Por fim fomos dar um saltinho até à praia para banhos nocturnos, passeios na areia e ver um nascer do sol do outro mundo.
Uma noite muito muito divertida.
Chegámos de madrugada. Nada melhor do que chegar da noite e ter os restos da comida da noite anterior para atacar. Veio a malta toda lá para casa ajudar nessa tarefa de despachar a comida. Costeletas ao pequeno almoço! E ao almoço e ainda ao jantar. Tivemos que fazer nesse mesmo dia um outro jantar ( mais soft) para acabarmos com as quantidades exorbitantes de comida.
Ontem, segunda-feira, fomos com o Hugo a Dare, um distrito aqui ao pé onde está presente uma cooperativa de flores em que estamos envolvidos. Fomos conhecer os membros da cooperativa, ver a estufa que foi construída recentemente e ficar a par do que se passa lá.
Fomos de 'anguna', esta carrinha azul à direita.
Mas não íamos só nós nela como devem calcular. Esta carrinha ía cheia, com pessoas penduradas. Em cima têm uma fotografia de outra anguna só para terem noção de como íamos. A viagem durava uns 40 min. Contudo a distância era pouca, só que como o conceito de estradas cá é muito relativo, todos os percursos levavam muito tempo a fazer-se.
Parámos então em casa de um dos membros da cooperativa que nos ia mostrar a estufa (ainda não se encontra em utilização por falta de água). Ele tinha três cãozinhos-tigre amorosos!! (Mãe ainda não desisti da ideia, e aposto que depois de ver esta fotografia vai ficar com vontade de ter um igual!)
O caminho para a estufa era absurdo. Uma ravina muito inclinada com picos, lama, pedras soltas. Uma aventura!
Nós não nos largávamos. Se uma caísse a outra caia por solidariedade.
Passados alguns quilómetros parámos para descansar um pouco numa esplanada de um museu. O museu é exactamente só o que vem ao lado, placares com a historia da segunda guerra mundial. A vista era fantástica. Via-se Díli numa perspectiva diferente, vista da montanha.
Bebemos uma água, descansámos as pernas e voltamos à estrada. Mas desta vez era ao estilo de pedir boleia. Lá arranjamos uma carrinha de caixa aberta que andava a 300km/h mas ia mais vazia.
Acabámos esta belíssima tarde no mercado, onde compramos abacates para o nosso jantar. Conhecemos um senhor macaco que estava de guarda de uma das bancas. Não foi muito receptivo quando lhe tentei tirar uma fotografia.
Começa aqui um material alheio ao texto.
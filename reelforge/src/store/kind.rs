//! Artifact kinds and their on-disk layout.

use serde::{Deserialize, Serialize};

/// The kinds of artifact a stage can produce.
///
/// Stock clips are indexed because one item sources several; all other kinds
/// are singletons per item.
#[derive(Debug, Clone, Copy, PartialEq, Eq, Hash, Serialize, Deserialize)]
pub enum ArtifactKind {
    Script,
    Narration,
    StockClip(u32),
    AssembledVideo,
    CaptionedVideo,
    MetadataJson,
}

impl ArtifactKind {
    /// Directory name under the artifact root. Clip indices share one
    /// directory; the index lives in the record key, not the tree.
    pub fn dir_name(self) -> &'static str {
        match self {
            ArtifactKind::Script => "script",
            ArtifactKind::Narration => "narration",
            ArtifactKind::StockClip(_) => "stock_clip",
            ArtifactKind::AssembledVideo => "assembled_video",
            ArtifactKind::CaptionedVideo => "captioned_video",
            ArtifactKind::MetadataJson => "metadata_json",
        }
    }

    /// Stable key used in item records, e.g. `stock_clip[2]`.
    pub fn key(self) -> String {
        match self {
            ArtifactKind::StockClip(n) => format!("stock_clip[{}]", n),
            other => other.dir_name().to_string(),
        }
    }

    /// Parses a record key back into a kind.
    pub fn parse_key(key: &str) -> Option<Self> {
        match key {
            "script" => Some(ArtifactKind::Script),
            "narration" => Some(ArtifactKind::Narration),
            "assembled_video" => Some(ArtifactKind::AssembledVideo),
            "captioned_video" => Some(ArtifactKind::CaptionedVideo),
            "metadata_json" => Some(ArtifactKind::MetadataJson),
            other => {
                let inner = other.strip_prefix("stock_clip[")?.strip_suffix(']')?;
                inner.parse().ok().map(ArtifactKind::StockClip)
            }
        }
    }

    /// File extension for this kind's payload.
    pub fn extension(self) -> &'static str {
        match self {
            ArtifactKind::Script => "txt",
            ArtifactKind::Narration => "mp3",
            ArtifactKind::StockClip(_)
            | ArtifactKind::AssembledVideo
            | ArtifactKind::CaptionedVideo => "mp4",
            ArtifactKind::MetadataJson => "json",
        }
    }

    /// All singleton kinds plus the first clip slot, for layout bootstrap.
    pub fn all_dirs() -> [&'static str; 6] {
        [
            "script",
            "narration",
            "stock_clip",
            "assembled_video",
            "captioned_video",
            "metadata_json",
        ]
    }
}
Se não estivesse preso acho que hoje não estava aqui para vos contar tudo.
Ainda neste dia tão atribulado a Mafalda teve de dar uma aula de Português ás crianças nossas vizinhas. Cá se se promete uma coisa a uma determinada hora, as crianças estão a bater à porta a essa mesma hora, sem atrasos.
Foi uma confusão porque eles aparecem aos molhos, parecem sempre menos do que realmente são. Ensinei-lhes algumas palavras em português e também deu para aprender tétum. Muito divertido !
Ainda fizemos um jogo com eles para ver quem nos sabia distinguir. Incrível como eles não se enganavam!
Enfim, assim nos começamos a envolver na vida timorense e a ganhar estas experiências que nunca vamos esquecer.